1. Cualquier comunero tendrá el derecho de oponerse a los actos administrativos de otro, mientras esté pendiente su ejecución o no se hayan producido efectos legales.

2. Cada comunero podrá servirse de los bienes comunes, con tal que las emplee según su destino ordinario, y sin perjuicio de la comunidad y del justo uso de los otros.

3. Cada comunero tendrá derecho a obligar a los demás a que hagan con él las expensas necesarias para la conservación de los bienes comunes.

4. Ninguno de los comuneros podrá hacer innovaciones en los inmuebles que dependan de la comunidad sin el consentimiento de los otros.

Evidentemente  que estas cuatro reglas básicas aplican para todo lo que es construcción de viviendas, lo que se entiende en términos legales como un acto de administración y/o innovación sobre el bien común.

Por consiguiente, las reglas previamente descritas se aplican a la edificación que un comunero haga en el terreno común. Si un comunero quiere construir en la propiedad común, en primer lugar deberá contar con el consentimiento de los demás, pues construir implica innovar en el inmueble, de acuerdo a la regla 4ª.

No es necesario que todos expresen positivamente su conformidad con la construcción, pues basta el transcurso del tiempo en el que nadie se opuso para considerarlo como consentimiento. De aquí la importancia de la regla 1ª que le permite a los demás comuneros a oponerse a dicho acto siempre y cuando no perjudique los derechos de terceros de buena fe.

En segundo lugar, y tal como señaláramos anteriormente, el comunero deberá respetar el destino común que la comunidad le ha dado al inmueble.
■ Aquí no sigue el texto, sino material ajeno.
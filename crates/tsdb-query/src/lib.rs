//! The Query Engine: a DataFusion-backed SQL evaluator over the Range
//! Reader's three materialized tables, extended with the scalar and
//! window functions time-series queries need (`ts_bucket`, `clamp`,
//! `bucket_rate`, `rolling_mean`, and the rest).
//!
//! Every call to [`QueryEngine::run_sql`] builds a fresh `SessionContext`
//! against a fresh materialization: nothing is cached between queries, so
//! a write that lands between two calls is visible on the next one.

mod coerce;
mod runtime;
mod scalar;
mod window;

use datafusion::arrow::array::Array;
use datafusion::arrow::datatypes::DataType;
use datafusion::datasource::MemTable;
use datafusion::prelude::SessionContext;
use datafusion::scalar::ScalarValue;
use std::collections::BTreeMap;
use std::sync::Arc;
use tracing::instrument;
use tsdb_core::{Error, MetricId, Result};
use tsdb_reader::RangeReader;

/// A single decoded cell from a query result row.
#[derive(Debug, Clone, PartialEq)]
pub enum Cell {
    Null,
    Int64(i64),
    Float64(f64),
    Utf8(String),
}

/// One result row, columns in select-list order.
pub type Row = Vec<(String, Cell)>;

/// Wraps a [`RangeReader`] with the SQL surface queries run against.
#[derive(Clone)]
pub struct QueryEngine {
    reader: RangeReader,
}

impl QueryEngine {
    /// Build an engine over the given range reader.
    pub fn new(reader: RangeReader) -> Self {
        Self { reader }
    }

    /// Materialize `metric_ids` over `[start_ts, end_ts]`, register the
    /// `samples`/`metrics`/`metric_tags` tables plus every UDF/UDWF into a
    /// fresh session, and run `sql` against it.
    #[instrument(skip(self, sql), fields(metric_count = metric_ids.len()))]
    pub fn run_sql(
        &self,
        metric_ids: &[MetricId],
        start_ts: i64,
        end_ts: i64,
        sql: &str,
    ) -> Result<Vec<Row>> {
        if start_ts > end_ts {
            return Err(Error::validation(format!(
                "start_ts {start_ts} must not be greater than end_ts {end_ts}"
            )));
        }

        let batches = self.reader.materialize(metric_ids, start_ts, end_ts)?;

        let ctx = SessionContext::new();
        register_table(&ctx, "samples", batches.samples.schema(), batches.samples)?;
        register_table(&ctx, "metrics", batches.metrics.schema(), batches.metrics)?;
        register_table(&ctx, "metric_tags", batches.metric_tags.schema(), batches.metric_tags)?;

        for udf in scalar::all() {
            ctx.register_udf(udf);
        }
        for udwf in window::all() {
            ctx.register_udwf(udwf);
        }

        let sql = sql.to_string();
        runtime::block_on(async move {
            let df = ctx.sql(&sql).await?;
            let result_batches = df.collect().await?;
            let mut rows = Vec::new();
            for batch in &result_batches {
                let schema = batch.schema();
                for row_idx in 0..batch.num_rows() {
                    let mut row = Row::new();
                    for (col_idx, field) in schema.fields().iter().enumerate() {
                        let array = batch.column(col_idx);
                        let cell = cell_at(array.as_ref(), row_idx)?;
                        row.push((field.name().clone(), cell));
                    }
                    rows.push(row);
                }
            }
            Ok(rows)
        })
    }
}

fn register_table(
    ctx: &SessionContext,
    name: &str,
    schema: datafusion::arrow::datatypes::SchemaRef,
    batch: datafusion::arrow::record_batch::RecordBatch,
) -> Result<()> {
    let table = MemTable::try_new(schema, vec![vec![batch]]).map_err(Error::from)?;
    ctx.register_table(name, Arc::new(table)).map_err(Error::from)?;
    Ok(())
}

fn cell_at(array: &dyn Array, row: usize) -> Result<Cell> {
    if array.is_null(row) {
        return Ok(Cell::Null);
    }
    let scalar = ScalarValue::try_from_array(array, row).map_err(Error::from)?;
    Ok(match scalar {
        ScalarValue::Int64(Some(v)) => Cell::Int64(v),
        ScalarValue::Int32(Some(v)) => Cell::Int64(v as i64),
        ScalarValue::Int8(Some(v)) => Cell::Int64(v as i64),
        ScalarValue::Float64(Some(v)) => Cell::Float64(v),
        ScalarValue::Float32(Some(v)) => Cell::Float64(v as f64),
        ScalarValue::Utf8(Some(v)) => Cell::Utf8(v),
        _ if matches!(array.data_type(), DataType::Null) => Cell::Null,
        other => Cell::Utf8(format!("{other}")),
    })
}

/// Flattens [`Row`]s into an ordered map, for callers that want
/// `column -> Cell` lookup instead of positional access.
pub fn row_to_map(row: Row) -> BTreeMap<String, Cell> {
    row.into_iter().collect()
}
Si estos elementos de destino común no se ven respetados por el comunero que construye, o si además hay perjuicio respecto del uso que le dan otros comuneros al terreno, éstos tienen el legítimo derecho a oponerse a dicha construcción.

En resumen, y para que quede claro, todo lo anterior puede resumirse en tres grandes puntos, a saber:

1.- Quien quiera edificar en una comunidad, requiere del consentimiento positivo de los demás comuneros o que nadie se oponga a ello.

2. Todo quien construya deberá respetar el destino ordinario que los comuneros le han dado al terreno, lo que implica respetar las costumbres de construcción existentes.

3.- Se requiere que cada parcela establezca un reglamento para señalar expresamente las reglas de construcción, además de facilitar las autorizaciones y la legítima oposición de los demás comuneros.